Siamo al punto 5 e qui compare, dopo Gramsci, un
secondo “convitato di pietra”, cioè Norberto Bobbio, il quale mi pare
faccia implicitamente capolino dietro quel Benedetto Croce che Somma
cita alla fine del suo articolo, a proposito della sua polemica con
Einaudi e della tesi di un possibile divorzio fra democrazia liberale e
capitalismo. Il vero dissidio è qui, ed è lo stesso che in altre
occasioni mi ha visto discutere amabilmente con altri amici come Stefano
Rodotà: sono infatti convinto che, mentre il divorzio fra democrazia e
capitalismo è ormai fatto compiuto, liberalismo politico e liberismo
siano strettamente interconnessi e che la lotta per la riconquista della
democrazia passi inevitabilmente per il superamento del liberismo
economico e del liberalismo politico. Del resto gli argomenti con cui
questa tesi è già stata da altri sostenuta sono arcinoti. Per citarne
solo un paio: il liberalismo politico comporta la delega della sovranità
popolare attraverso il meccanismo della democrazia rappresentativa, ma
le elezioni non assicurano la prevalenza della volontà generale se le
risorse economiche e i mezzi d’informazione appartengono alla proprietà
privata; il liberalismo politico riconosce a ognuno un diritto uguale,
ma senza equità sociale tale riconoscimento resta una mera affermazione
di principio.
A fronte di questi problemi i teorici della
democrazia radicale riconoscono come tale solo la democrazia diretta e
partecipativa, l’autogoverno, o, nel caso si diano forme di
rappresentanza, chiedono che vengano vincolate al mandato breve e
imperativo e alla possibilità di revocare l’eletto in qualsiasi momento.

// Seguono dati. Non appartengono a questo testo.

// File: src/services/subscription_service.rs

use std::collections::BTreeSet;
use std::sync::Arc;
use tracing::{info, warn};

use porygonbot_common::models::{CredentialRecord, SubscriptionIntent};
use porygonbot_common::traits::ChatTransport;
use crate::Error;

/// What a startup bootstrap achieved.
#[derive(Debug, Clone, Default, PartialEq, Eq)]
pub struct BootstrapReport {
    /// Broadcaster ids now receiving chat events.
    pub accepted: BTreeSet<String>,
    /// `(user_id, reason)` for every intent that was refused.
    pub rejected: Vec<(String, String)>,
}

/// Rebuilds chat subscriptions from stored credentials and subscribes
/// newly authorized channels. Nothing here retries; the next start does.
pub struct SubscriptionManager {
    transport: Arc<dyn ChatTransport>,
}

impl SubscriptionManager {
    pub fn new(transport: Arc<dyn ChatTransport>) -> Self {
        Self { transport }
    }

    /// The chat intent for `user_id`, or `None` for the bot itself.
    pub fn intent_for(&self, user_id: &str) -> Option<SubscriptionIntent> {
        let bot_id = self.transport.bot_id();
        if user_id.is_empty() || user_id == bot_id {
            return None;
        }
        Some(SubscriptionIntent::chat_message(user_id, bot_id))
    }

    /// One intent per non-bot credential, all submitted in a single batch.
    pub async fn bootstrap(&self, records: &[CredentialRecord]) -> BootstrapReport {
        let intents: Vec<SubscriptionIntent> = records
            .iter()
            .map(|r| r.user_id.as_str())
            .collect::<BTreeSet<_>>()
            .into_iter()
            .filter_map(|uid| self.intent_for(uid))
            .collect();

        let mut report = BootstrapReport::default();
        if intents.is_empty() {
            info!("Bootstrap: no channels to subscribe");
            return report;
        }

        info!("Bootstrap: subscribing {} channel(s)", intents.len());
        match self.transport.multi_subscribe(intents.clone()).await {
            Ok(result) => {
                for intent in result.accepted {
                    report.accepted.insert(intent.broadcaster_id);
                }
                for rejection in result.errors {
                    warn!(
                        "Bootstrap: subscription for user_id={} rejected: {}",
                        rejection.intent.broadcaster_id, rejection.reason
                    );
                    report
                        .rejected
                        .push((rejection.intent.broadcaster_id, rejection.reason));
                }
            }
            Err(e) => {
                let reason = e.to_string();
                warn!("Bootstrap: batch subscribe failed: {}", reason);
                report.rejected = intents
                    .into_iter()
                    .map(|i| (i.broadcaster_id, reason.clone()))
                    .collect();
            }
        }

        info!(
            "Bootstrap: {} accepted, {} rejected",
            report.accepted.len(),
            report.rejected.len()
        );
        report
    }

    /// Subscribe the chat of one newly authorized user.
    pub async fn subscribe_one(&self, user_id: &str) -> Result<SubscriptionIntent, Error> {
        let intent = self.intent_for(user_id).ok_or_else(|| {
            Error::Subscription(format!("no subscription for user_id={user_id:?}"))
        })?;

        let result = self.transport.multi_subscribe(vec![intent.clone()]).await?;
        if result.accepted.contains(&intent) {
            info!("Subscribed to chat of user_id={}", user_id);
            return Ok(intent);
        }
        let reason = result
            .errors
            .into_iter()
            .next()
            .map(|r| r.reason)
            .unwrap_or_else(|| "not accepted".to_string());
        Err(Error::Subscription(reason))
    }
}
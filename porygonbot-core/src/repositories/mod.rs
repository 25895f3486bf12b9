// src/repositories/mod.rs

pub use porygonbot_common::traits::repository_traits::CredentialsRepository;
pub use sqlite::credentials::SqliteCredentialsRepository;

pub mod sqlite;
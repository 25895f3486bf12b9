use std::collections::HashMap;
use tracing::debug;
use porygonbot_common::models::{ChatEvent, RuleKind, RuleMatch};
use crate::utils::RandomSource;
use super::builtin_commands;
use super::message_classifier::ClassifierConfig;

/// Context passed to built-in command handlers.
pub struct CommandContext<'a> {
    pub event: &'a ChatEvent,
    pub config: &'a ClassifierConfig,
    /// Whitespace-separated words after the command name.
    pub args: &'a [&'a str],
    pub rng: &'a mut dyn RandomSource,
}

impl CommandContext<'_> {
    /// The name replies address the chatter by.
    pub fn chatter_name(&self) -> &str {
        &self.event.chatter.name
    }
}

pub type CommandHandler = fn(&mut CommandContext<'_>) -> Option<String>;

/// A parsed `!name args...` line. The name is lowercased.
#[derive(Debug, Clone, PartialEq, Eq)]
pub struct ParsedCommand<'a> {
    pub name: String,
    pub args: Vec<&'a str>,
}

/// Returns `None` unless the trimmed text starts with `prefix` immediately
/// followed by a name.
pub fn parse_command<'a>(prefix: &str, text: &'a str) -> Option<ParsedCommand<'a>> {
    if prefix.is_empty() {
        return None;
    }
    let rest = text.trim().strip_prefix(prefix)?;
    if rest.starts_with(char::is_whitespace) {
        return None;
    }
    let mut parts = rest.split_whitespace();
    let name = parts.next()?.to_lowercase();
    Some(ParsedCommand {
        name,
        args: parts.collect(),
    })
}

/// Static name -> handler table, built once at startup.
pub struct CommandRegistry {
    handlers: HashMap<&'static str, CommandHandler>,
}

impl CommandRegistry {
    pub fn empty() -> Self {
        Self { handlers: HashMap::new() }
    }

    /// All built-in commands.
    pub fn builtin() -> Self {
        let mut reg = Self::empty();
        reg.register("porygonbot", builtin_commands::handle_porygonbot);
        reg.register("lurk", builtin_commands::handle_lurk);
        reg.register("socials", builtin_commands::handle_socials);
        reg.register("discord", builtin_commands::handle_discord);
        reg.register("shinyroll", builtin_commands::handle_shinyroll);
        reg
    }

    pub fn register(&mut self, name: &'static str, handler: CommandHandler) {
        self.handlers.insert(name, handler);
    }

    pub fn contains(&self, name: &str) -> bool {
        self.handlers.contains_key(name)
    }

    pub fn names(&self) -> Vec<&'static str> {
        let mut names: Vec<_> = self.handlers.keys().copied().collect();
        names.sort_unstable();
        names
    }

    /// Run the command in `event.text`, if any. Unknown commands are ignored.
    pub fn dispatch(
        &self,
        event: &ChatEvent,
        config: &ClassifierConfig,
        rng: &mut dyn RandomSource,
    ) -> Option<RuleMatch> {
        let parsed = parse_command(&config.prefix, &event.text)?;
        let Some(handler) = self.handlers.get(parsed.name.as_str()) else {
            debug!("Ignoring unknown command '{}' from {}", parsed.name, event.chatter.login);
            return None;
        };

        let mut ctx = CommandContext {
            event,
            config,
            args: &parsed.args,
            rng,
        };
        let reply = handler(&mut ctx);
        Some(match reply {
            Some(text) => RuleMatch::respond(RuleKind::Command, text),
            None => RuleMatch::miss(RuleKind::Command),
        })
    }
}

impl Default for CommandRegistry {
    fn default() -> Self {
        Self::builtin()
    }
}
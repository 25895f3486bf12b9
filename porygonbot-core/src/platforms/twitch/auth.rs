// File: porygonbot-core/src/platforms/twitch/auth.rs
//
// OAuth plumbing against id.twitch.tv: authorize URL, code exchange,
// refresh and validation.

use reqwest::Client as ReqwestClient;
use serde::Deserialize;
use tracing::{debug, error};
use twitch_oauth2::tokens::errors::ValidationError;
use twitch_oauth2::AccessToken;

use porygonbot_common::models::ValidatedIdentity;
use crate::Error;

pub const DEFAULT_OAUTH_BASE: &str = "https://id.twitch.tv/oauth2";

/// Matches Twitch's JSON from the token endpoint
#[derive(Debug, Deserialize)]
pub struct TwitchTokenResponse {
    pub access_token: String,
    pub refresh_token: Option<String>,
    #[serde(default)]
    pub expires_in: Option<u64>,
    #[serde(default)]
    pub scope: Option<Vec<String>>,
}

/// A token pair freshly issued by Twitch.
#[derive(Clone)]
pub struct TokenGrant {
    pub access_token: String,
    pub refresh_token: String,
    pub expires_in: Option<u64>,
}

impl std::fmt::Debug for TokenGrant {
    fn fmt(&self, f: &mut std::fmt::Formatter<'_>) -> std::fmt::Result {
        f.debug_struct("TokenGrant")
            .field("expires_in", &self.expires_in)
            .finish_non_exhaustive()
    }
}

/// Twitch code flow with client_secret, no PKCE.
#[derive(Clone)]
pub struct TwitchOAuthClient {
    http: ReqwestClient,
    pub client_id: String,
    client_secret: Option<String>,
    pub redirect_uri: String,
    oauth_base: String,
}

impl TwitchOAuthClient {
    pub fn new(
        http: ReqwestClient,
        client_id: impl Into<String>,
        client_secret: Option<String>,
        redirect_uri: impl Into<String>,
    ) -> Self {
        Self {
            http,
            client_id: client_id.into(),
            client_secret,
            redirect_uri: redirect_uri.into(),
            oauth_base: DEFAULT_OAUTH_BASE.to_string(),
        }
    }

    /// Point the token endpoint somewhere else (tests, proxies).
    pub fn with_oauth_base(mut self, base: impl Into<String>) -> Self {
        self.oauth_base = base.into().trim_end_matches('/').to_string();
        self
    }

    pub fn authorize_url(&self, scopes: &[String], state: &str) -> String {
        let scope_str = scopes.join(" ");
        format!(
            "{base}/authorize?response_type=code&client_id={cid}\
             &redirect_uri={redir}&scope={scope}&state={st}",
            base  = self.oauth_base,
            cid   = urlencoding::encode(&self.client_id),
            redir = urlencoding::encode(&self.redirect_uri),
            scope = urlencoding::encode(&scope_str),
            st    = urlencoding::encode(state),
        )
    }

    /// Exchange an authorization code for a token pair.
    pub async fn exchange_code(&self, code: &str) -> Result<TokenGrant, Error> {
        let params = [
            ("client_id",     self.client_id.clone()),
            ("client_secret", self.client_secret.clone().unwrap_or_default()),
            ("code",          code.to_string()),
            ("grant_type",    "authorization_code".to_string()),
            ("redirect_uri",  self.redirect_uri.clone()),
        ];
        let resp = self.post_token(&params, "exchanging code").await?;
        let refresh = resp
            .refresh_token
            .ok_or_else(|| Error::Auth("Twitch code exchange returned no refresh_token".into()))?;
        Ok(TokenGrant {
            access_token: resp.access_token,
            refresh_token: refresh,
            expires_in: resp.expires_in,
        })
    }

    /// Trade a refresh token for a new pair. Twitch may omit a new refresh
    /// token, in which case the old one stays valid.
    pub async fn refresh(&self, refresh_token: &str) -> Result<TokenGrant, Error> {
        let params = [
            ("client_id",     self.client_id.clone()),
            ("client_secret", self.client_secret.clone().unwrap_or_default()),
            ("grant_type",    "refresh_token".to_string()),
            ("refresh_token", refresh_token.to_string()),
        ];
        let resp = self.post_token(&params, "refreshing token").await?;
        Ok(TokenGrant {
            access_token: resp.access_token,
            refresh_token: resp.refresh_token.unwrap_or_else(|| refresh_token.to_string()),
            expires_in: resp.expires_in,
        })
    }

    async fn post_token(
        &self,
        params: &[(&str, String)],
        what: &str,
    ) -> Result<TwitchTokenResponse, Error> {
        let url = format!("{}/token", self.oauth_base);
        debug!("POST {} ({})", url, what);
        self.http
            .post(&url)
            .form(params)
            .send()
            .await
            .map_err(|e| Error::Auth(format!("HTTP error {what}: {e}")))?
            .error_for_status()
            .map_err(|e| Error::Auth(format!("Twitch token endpoint error {what}: {e}")))?
            .json::<TwitchTokenResponse>()
            .await
            .map_err(|e| Error::Auth(format!("Parse error on token JSON: {e}")))
    }

    /// Ask Twitch who owns `access_token`. Only a rejected token maps to
    /// `Error::Validation`; a failed request is a `Platform` error.
    pub async fn validate(&self, access_token: &str) -> Result<ValidatedIdentity, Error> {
        let token = AccessToken::new(access_token.to_string());
        let validated = token
            .validate_token(&self.http)
            .await
            .map_err(classify_validation_error)?;

        let user_id = validated
            .user_id
            .map(|id| id.to_string())
            .ok_or_else(|| Error::Validation("token is not a user token (no user_id)".into()))?;

        Ok(ValidatedIdentity {
            user_id,
            login: validated.login.map(|l| l.to_string()),
            client_id: validated.client_id.to_string(),
            scopes: validated
                .scopes
                .unwrap_or_default()
                .into_iter()
                .map(|s| s.to_string())
                .collect(),
            expires_in: validated.expires_in.map(|d| d.as_secs()),
        })
    }
}

fn classify_validation_error<RE>(e: ValidationError<RE>) -> Error
where
    RE: std::error::Error + Send + Sync + 'static,
{
    match e {
        ValidationError::NotAuthorized => Error::Validation("token rejected by Twitch".into()),
        ValidationError::InvalidToken(why) => Error::Validation(why.to_string()),
        other => {
            error!("Twitch validate_token error => {other}");
            Error::Platform(format!("token validation request failed: {other}"))
        }
    }
}
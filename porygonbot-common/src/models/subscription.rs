use std::fmt;
use serde::{Deserialize, Serialize};

/// The only event type this bot subscribes to.
#[derive(Debug, Clone, Copy, PartialEq, Eq, Hash, PartialOrd, Ord, Serialize, Deserialize)]
pub enum EventType {
    ChatMessage,
}

impl EventType {
    /// EventSub subscription type string.
    pub fn as_str(&self) -> &'static str {
        match self {
            EventType::ChatMessage => "channel.chat.message",
        }
    }

    pub fn version(&self) -> &'static str {
        match self {
            EventType::ChatMessage => "1",
        }
    }
}

impl fmt::Display for EventType {
    fn fmt(&self, f: &mut fmt::Formatter<'_>) -> fmt::Result {
        f.write_str(self.as_str())
    }
}

/// A declared wish to receive `event_type` for `broadcaster_id`, read as the bot.
/// Rebuilt on every start, never persisted.
#[derive(Debug, Clone, PartialEq, Eq, Hash, PartialOrd, Ord, Serialize, Deserialize)]
pub struct SubscriptionIntent {
    pub broadcaster_id: String,
    pub listener_id: String,
    pub event_type: EventType,
}

impl SubscriptionIntent {
    pub fn chat_message(broadcaster_id: impl Into<String>, bot_id: impl Into<String>) -> Self {
        Self {
            broadcaster_id: broadcaster_id.into(),
            listener_id: bot_id.into(),
            event_type: EventType::ChatMessage,
        }
    }
}

/// One intent the transport refused, with its reason.
#[derive(Debug, Clone, PartialEq, Eq)]
pub struct SubscriptionRejection {
    pub intent: SubscriptionIntent,
    pub reason: String,
}

/// Result of a batched subscribe call. Partial success is normal.
#[derive(Debug, Clone, Default, PartialEq, Eq)]
pub struct MultiSubscribeResult {
    pub accepted: Vec<SubscriptionIntent>,
    pub errors: Vec<SubscriptionRejection>,
}
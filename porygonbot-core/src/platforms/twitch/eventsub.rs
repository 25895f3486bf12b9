// File: porygonbot-core/src/platforms/twitch/eventsub.rs

use std::sync::Arc;

use futures_util::StreamExt;
use tokio::net::TcpStream;
use tokio::time::{sleep, timeout, Duration};
use tokio_tungstenite::tungstenite::protocol::Message;
use tokio_tungstenite::{connect_async, MaybeTlsStream, WebSocketStream};
use tracing::{debug, error, info, trace, warn};

use crate::eventbus::EventBus;
use crate::Error;
use super::events::{parse_twitch_notification, EventSubMessage, EventSubNotificationEnvelope, SessionPayload};
use super::transport::TwitchTransport;

pub const DEFAULT_EVENTSUB_URL: &str = "wss://eventsub.wss.twitch.tv/ws";

type Ws = WebSocketStream<MaybeTlsStream<TcpStream>>;

/// Read timeout before the first welcome tells us the real keepalive.
const INITIAL_IDLE_LIMIT: Duration = Duration::from_secs(30);
/// Slack on top of Twitch's keepalive before the socket counts as dead.
const KEEPALIVE_GRACE: Duration = Duration::from_secs(5);

/// Keeps one EventSub websocket alive and forwards notifications to the bus.
pub struct EventSubSession {
    transport: Arc<TwitchTransport>,
    event_bus: Arc<EventBus>,
    url: String,
    retry_delay: Duration,
}

impl EventSubSession {
    pub fn new(transport: Arc<TwitchTransport>, event_bus: Arc<EventBus>) -> Self {
        Self {
            transport,
            event_bus,
            url: DEFAULT_EVENTSUB_URL.to_string(),
            retry_delay: Duration::from_secs(15),
        }
    }

    pub fn with_url(mut self, url: impl Into<String>) -> Self {
        self.url = url.into();
        self
    }

    pub fn with_retry_delay(mut self, delay: Duration) -> Self {
        self.retry_delay = delay;
        self
    }

    /// Runs until the bus shuts down.
    pub async fn run(self) -> Result<(), Error> {
        tokio::select! {
            res = self.start_loop() => res,
            _ = self.event_bus.wait_for_shutdown() => {
                info!("[EventSub] shutdown requested, closing session loop");
                self.transport.on_session_lost();
                Ok(())
            }
        }
    }

    /// Keeps the socket alive and hops when Twitch says so.
    async fn start_loop(&self) -> Result<(), Error> {
        let mut url = self.url.clone();
        let mut current_ws: Option<Ws> = None;

        loop {
            if current_ws.is_none() {
                match connect_async(url.as_str()).await {
                    Ok((ws, _)) => {
                        info!("[EventSub] connected → {}", url);
                        current_ws = Some(ws);
                    }
                    Err(e) => {
                        error!("[EventSub] connect error: {}", e);
                        self.transport.on_session_lost();
                        sleep(self.retry_delay).await;
                        url = self.url.clone();
                        continue;
                    }
                }
            }

            let Some(mut ws) = current_ws.take() else { continue };
            match self.run_read_loop(&mut ws).await {
                // Twitch asked us to hop to a new URL
                Ok(Some(new_url)) => {
                    warn!("[EventSub] reconnecting → {}", new_url);
                    match self.handle_reconnect(&mut ws, &new_url).await {
                        Ok(new_ws) => {
                            info!("[EventSub] Reconnect successful");
                            current_ws = Some(new_ws);
                            url = new_url;
                        }
                        Err(e) => {
                            error!("[EventSub] Reconnect failed: {}", e);
                            let _ = ws.close(None).await;
                            self.transport.on_session_lost();
                            sleep(self.retry_delay).await;
                            url = self.url.clone();
                        }
                    }
                }
                Ok(None) => {
                    warn!("[EventSub] websocket closed by server");
                    self.transport.on_session_lost();
                    sleep(self.retry_delay).await;
                    url = self.url.clone();
                }
                Err(e) => {
                    error!("[EventSub] loop error: {}", e);
                    let _ = ws.close(None).await;
                    self.transport.on_session_lost();
                    sleep(self.retry_delay).await;
                    url = self.url.clone();
                }
            }
        }
    }

    /// Connect to the new URL while the old connection stays open, and only
    /// drop the old one once the new welcome arrived.
    async fn handle_reconnect(&self, old_ws: &mut Ws, new_url: &str) -> Result<Ws, Error> {
        let (mut new_ws, _) = connect_async(new_url)
            .await
            .map_err(|e| Error::Platform(format!("Failed to connect to reconnect URL: {e}")))?;

        info!("[EventSub] Connected to new URL, waiting for welcome message...");
        match timeout(Duration::from_secs(10), Self::wait_for_welcome(&mut new_ws)).await {
            Ok(Ok(session_id)) => {
                // Subscriptions carry over on a reconnect hop.
                self.transport.on_session_migrated(&session_id).await;
                let _ = old_ws.close(None).await;
                Ok(new_ws)
            }
            Ok(Err(e)) => {
                let _ = new_ws.close(None).await;
                Err(e)
            }
            Err(_) => {
                let _ = new_ws.close(None).await;
                Err(Error::Platform("Timeout waiting for welcome message on reconnect".into()))
            }
        }
    }

    async fn wait_for_welcome(ws: &mut Ws) -> Result<String, Error> {
        while let Some(msg_res) = ws.next().await {
            let msg = msg_res?;
            if msg.is_close() {
                return Err(Error::Platform("Connection closed while waiting for welcome".into()));
            }
            let Message::Text(txt) = msg else { continue };
            let parsed: EventSubMessage = serde_json::from_str(txt.as_str())?;
            if parsed.metadata.message_type == "session_welcome" {
                let session: SessionPayload = serde_json::from_value(parsed.payload)?;
                return Ok(session.session.id);
            }
        }
        Err(Error::Platform("Connection closed without welcome message".into()))
    }

    /// Reads until the socket closes or a reconnect URL arrives.
    /// `Ok(Some(url))` → caller must reconnect to `url`.
    async fn run_read_loop(&self, ws: &mut Ws) -> Result<Option<String>, Error> {
        let mut idle_limit = INITIAL_IDLE_LIMIT;

        loop {
            let next = timeout(idle_limit, ws.next())
                .await
                .map_err(|_| Error::Platform("no message within keepalive window".into()))?;
            let Some(msg_res) = next else { return Ok(None) };
            let msg = msg_res?;

            if msg.is_close() {
                return Ok(None);
            }
            let Message::Text(txt) = msg else { continue };

            let parsed: EventSubMessage = match serde_json::from_str(txt.as_str()) {
                Ok(p) => p,
                Err(e) => {
                    warn!("[EventSub] bad json: {}", e);
                    continue;
                }
            };

            match parsed.metadata.message_type.as_str() {
                "session_welcome" => {
                    let session: SessionPayload = serde_json::from_value(parsed.payload)?;
                    if let Some(k) = session.session.keepalive_timeout_seconds {
                        idle_limit = Duration::from_secs(k) + KEEPALIVE_GRACE;
                    }
                    info!("[EventSub] session {} is live", session.session.id);
                    if let Err(e) = self.transport.on_session_welcome(&session.session.id).await {
                        error!("[EventSub] re-subscribe failed: {e}");
                    }
                }
                "session_keepalive" => trace!("keepalive"),
                "session_reconnect" => {
                    let session: SessionPayload = serde_json::from_value(parsed.payload)?;
                    let url = session
                        .session
                        .reconnect_url
                        .ok_or_else(|| Error::Platform("missing reconnect_url".into()))?;
                    return Ok(Some(url));
                }
                "notification" => {
                    debug!("[EventSub] notification {:?}", parsed.metadata.subscription_type);
                    let env: EventSubNotificationEnvelope = match serde_json::from_value(parsed.payload) {
                        Ok(env) => env,
                        Err(e) => {
                            warn!("[EventSub] bad notification envelope: {}", e);
                            continue;
                        }
                    };
                    if let Some(evt) = parse_twitch_notification(
                        &env.subscription.sub_type,
                        &env.event,
                        parsed.metadata.message_timestamp,
                    ) {
                        self.event_bus.publish(evt).await;
                    }
                }
                "revocation" => warn!("[EventSub] subscription revoked – check scopes"),
                other => debug!("unhandled message_type={:?}", other),
            }
        }
    }
}

#[cfg(test)]
mod tests {
    use super::*;
    use crate::eventbus::BotEvent;
    use crate::platforms::twitch::auth::TwitchOAuthClient;
    use futures_util::SinkExt;
    use serde_json::{json, Value};
    use tokio::net::TcpListener;

    fn welcome(id: &str) -> Value {
        json!({
            "metadata": {"message_id": "w", "message_type": "session_welcome",
                         "message_timestamp": "2024-05-01T12:00:00.123456789Z"},
            "payload": {"session": {"id": id, "status": "connected",
                        "keepalive_timeout_seconds": 10, "reconnect_url": null}}
        })
    }

    fn chat_notification(text: &str) -> Value {
        json!({
            "metadata": {"message_id": "n", "message_type": "notification",
                         "message_timestamp": "2024-05-01T12:00:01Z",
                         "subscription_type": "channel.chat.message",
                         "subscription_version": "1"},
            "payload": {
                "subscription": {"id": "sub", "type": "channel.chat.message", "version": "1",
                                 "status": "enabled", "condition": {}},
                "event": {
                    "broadcaster_user_id": "68184174", "broadcaster_user_login": "itsmejoji",
                    "broadcaster_user_name": "ItsMeJoji", "chatter_user_id": "555",
                    "chatter_user_login": "viewer", "chatter_user_name": "Viewer",
                    "message_id": "m1", "message": {"text": text}
                }
            }
        })
    }

    /// Accepts one websocket client, plays `script`, then idles.
    async fn scripted_server(script: Vec<Value>) -> String {
        let listener = TcpListener::bind("127.0.0.1:0").await.unwrap();
        let addr = listener.local_addr().unwrap();
        tokio::spawn(async move {
            let (stream, _) = listener.accept().await.unwrap();
            let mut ws = tokio_tungstenite::accept_async(stream).await.unwrap();
            for frame in script {
                ws.send(Message::text(frame.to_string())).await.unwrap();
            }
            sleep(Duration::from_secs(5)).await;
        });
        format!("ws://{addr}")
    }

    fn transport() -> Arc<TwitchTransport> {
        let http = reqwest::Client::new();
        let oauth = TwitchOAuthClient::new(http.clone(), "cid", None, "http://x");
        Arc::new(TwitchTransport::new(http, oauth, "1388303571"))
    }

    async fn next_chat(rx: &mut tokio::sync::mpsc::Receiver<BotEvent>) -> String {
        let evt = timeout(Duration::from_secs(3), rx.recv()).await.unwrap().unwrap();
        match evt {
            BotEvent::ChatMessage(c) => c.text,
            other => panic!("unexpected {}", other.event_type()),
        }
    }

    #[tokio::test]
    async fn welcome_then_notification_reaches_bus() {
        let url = scripted_server(vec![welcome("sess-1"), chat_notification("hello")]).await;
        let bus = Arc::new(EventBus::new());
        let mut rx = bus.subscribe(Some(8)).await;
        let transport = transport();

        let session = EventSubSession::new(transport.clone(), bus.clone())
            .with_url(url)
            .with_retry_delay(Duration::from_millis(50));
        let handle = tokio::spawn(session.run());

        assert_eq!(next_chat(&mut rx).await, "hello");
        assert_eq!(transport.current_session().as_deref(), Some("sess-1"));

        bus.shutdown();
        timeout(Duration::from_secs(1), handle).await.unwrap().unwrap().unwrap();
        assert!(transport.current_session().is_none());
    }

    #[tokio::test]
    async fn reconnect_hops_to_new_url() {
        let second = scripted_server(vec![welcome("sess-2"), chat_notification("after hop")]).await;
        let reconnect = json!({
            "metadata": {"message_id": "r", "message_type": "session_reconnect",
                         "message_timestamp": "2024-05-01T12:00:02Z"},
            "payload": {"session": {"id": "sess-1", "status": "reconnecting",
                        "keepalive_timeout_seconds": null, "reconnect_url": second}}
        });
        let first = scripted_server(vec![welcome("sess-1"), reconnect]).await;

        let bus = Arc::new(EventBus::new());
        let mut rx = bus.subscribe(Some(8)).await;
        let transport = transport();
        let handle = tokio::spawn(
            EventSubSession::new(transport.clone(), bus.clone())
                .with_url(first)
                .with_retry_delay(Duration::from_millis(50))
                .run(),
        );

        assert_eq!(next_chat(&mut rx).await, "after hop");
        assert_eq!(transport.current_session().as_deref(), Some("sess-2"));

        bus.shutdown();
        timeout(Duration::from_secs(1), handle).await.unwrap().unwrap().unwrap();
    }
}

Ecco dove affonda le radici la differenza attorno alla questione della
relazione gerarchica fra diritti civili e diritti sociali: per Somma,
come detto, non si possono dare diritti sociali senza diritti civili,
per me è il contrario (e qui, com’è ovvio, è in questione anche la
relazione gerarchica fra diritti individuali e diritti collettivi). Ecco
perché ho inserito nel secondo capitolo (quello sull’eutanasia delle
sinistre) la critica di quei movimenti che hanno progressivamente
abbandonato la lotta per i diritti sociali in favore di quella per i
diritti civili, ed ecco perché Somma, al contrario, mi invita a
riaccoglierli nel mio Pantheon di soggetti anticapitalisti.
Non
credo si tratti di stabilire chi ha torto e chi ha ragione, perché siamo
di fronte a due paradigmi differenti (forse anche a due modelli etici
ed epistemologici differenti: realismo politico versus
costituzionalismo, come una volta mi ha detto Rodotà). Le due posizioni
sono necessariamente incompatibili? No, perché abbiamo un obiettivo
comune, cioè uscire dal capitalismo, poi si tratta di vedere come, ma
soprattutto si tratta di vedere cosa fare una volta che se ne sia
usciti, ma questo, purtroppo è a tutt’oggi un problema remoto.
venerdì 25 novembre 2016
Democrazia, capitalismo e “rottura populista”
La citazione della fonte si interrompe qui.